== What you will do ==
Identify all lines of the data containing the string "HashMode" and copy them.

Collected data:
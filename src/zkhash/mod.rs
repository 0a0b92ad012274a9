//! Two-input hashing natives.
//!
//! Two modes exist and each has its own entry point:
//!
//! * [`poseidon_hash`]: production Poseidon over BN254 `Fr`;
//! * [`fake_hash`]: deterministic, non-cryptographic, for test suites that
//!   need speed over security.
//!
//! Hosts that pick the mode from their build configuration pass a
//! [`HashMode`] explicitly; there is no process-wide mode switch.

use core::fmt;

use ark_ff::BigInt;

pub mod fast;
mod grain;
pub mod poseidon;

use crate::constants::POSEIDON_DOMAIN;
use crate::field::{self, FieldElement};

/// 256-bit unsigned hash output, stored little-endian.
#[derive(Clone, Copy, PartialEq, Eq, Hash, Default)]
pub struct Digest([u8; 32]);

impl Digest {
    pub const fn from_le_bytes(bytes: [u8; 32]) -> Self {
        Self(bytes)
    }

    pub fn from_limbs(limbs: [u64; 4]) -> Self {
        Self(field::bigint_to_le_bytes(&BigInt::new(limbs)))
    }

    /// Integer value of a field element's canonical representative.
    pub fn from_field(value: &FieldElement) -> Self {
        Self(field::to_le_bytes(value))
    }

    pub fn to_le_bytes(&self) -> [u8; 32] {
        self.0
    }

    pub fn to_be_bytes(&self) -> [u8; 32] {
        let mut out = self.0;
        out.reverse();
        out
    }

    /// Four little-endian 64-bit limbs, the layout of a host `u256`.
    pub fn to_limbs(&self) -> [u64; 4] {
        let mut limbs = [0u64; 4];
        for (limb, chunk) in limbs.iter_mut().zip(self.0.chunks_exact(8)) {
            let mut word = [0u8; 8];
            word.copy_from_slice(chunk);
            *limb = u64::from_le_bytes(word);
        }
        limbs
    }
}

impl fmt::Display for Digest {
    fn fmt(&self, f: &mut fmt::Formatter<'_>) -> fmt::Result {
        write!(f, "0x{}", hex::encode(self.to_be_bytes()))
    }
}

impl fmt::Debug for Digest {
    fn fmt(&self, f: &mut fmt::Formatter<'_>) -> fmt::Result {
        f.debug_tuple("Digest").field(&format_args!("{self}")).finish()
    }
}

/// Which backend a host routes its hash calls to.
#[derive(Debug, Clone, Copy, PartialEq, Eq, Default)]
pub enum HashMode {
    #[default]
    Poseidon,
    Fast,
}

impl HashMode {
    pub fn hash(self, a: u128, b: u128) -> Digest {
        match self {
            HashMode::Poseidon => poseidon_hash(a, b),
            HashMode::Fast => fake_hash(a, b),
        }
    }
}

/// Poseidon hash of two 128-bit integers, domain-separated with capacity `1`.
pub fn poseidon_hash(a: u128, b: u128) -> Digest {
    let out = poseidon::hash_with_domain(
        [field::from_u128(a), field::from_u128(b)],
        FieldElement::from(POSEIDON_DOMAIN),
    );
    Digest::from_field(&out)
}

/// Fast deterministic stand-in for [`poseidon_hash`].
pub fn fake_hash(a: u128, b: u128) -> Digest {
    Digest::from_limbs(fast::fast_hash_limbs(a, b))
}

==

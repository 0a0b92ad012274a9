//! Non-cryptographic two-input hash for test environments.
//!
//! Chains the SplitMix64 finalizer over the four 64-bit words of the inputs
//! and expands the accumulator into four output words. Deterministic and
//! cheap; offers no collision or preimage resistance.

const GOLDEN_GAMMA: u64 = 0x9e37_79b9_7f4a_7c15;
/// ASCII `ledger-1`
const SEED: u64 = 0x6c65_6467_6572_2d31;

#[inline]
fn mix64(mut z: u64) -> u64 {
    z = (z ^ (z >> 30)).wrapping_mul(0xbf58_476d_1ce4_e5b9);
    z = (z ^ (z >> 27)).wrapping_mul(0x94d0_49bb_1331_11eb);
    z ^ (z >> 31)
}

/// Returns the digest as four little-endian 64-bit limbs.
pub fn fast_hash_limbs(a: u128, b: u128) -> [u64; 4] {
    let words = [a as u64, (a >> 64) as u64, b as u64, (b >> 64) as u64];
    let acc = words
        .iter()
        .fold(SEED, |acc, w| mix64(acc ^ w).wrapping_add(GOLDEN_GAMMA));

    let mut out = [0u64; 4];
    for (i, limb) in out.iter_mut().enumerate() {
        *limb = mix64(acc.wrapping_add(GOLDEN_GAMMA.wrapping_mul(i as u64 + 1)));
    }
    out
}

== Written reply ==
//! [`HashMode`] explicitly; there is no process-wide mode switch.
pub enum HashMode {
impl HashMode {
            HashMode::Poseidon => poseidon_hash(a, b),
            HashMode::Fast => fake_hash(a, b),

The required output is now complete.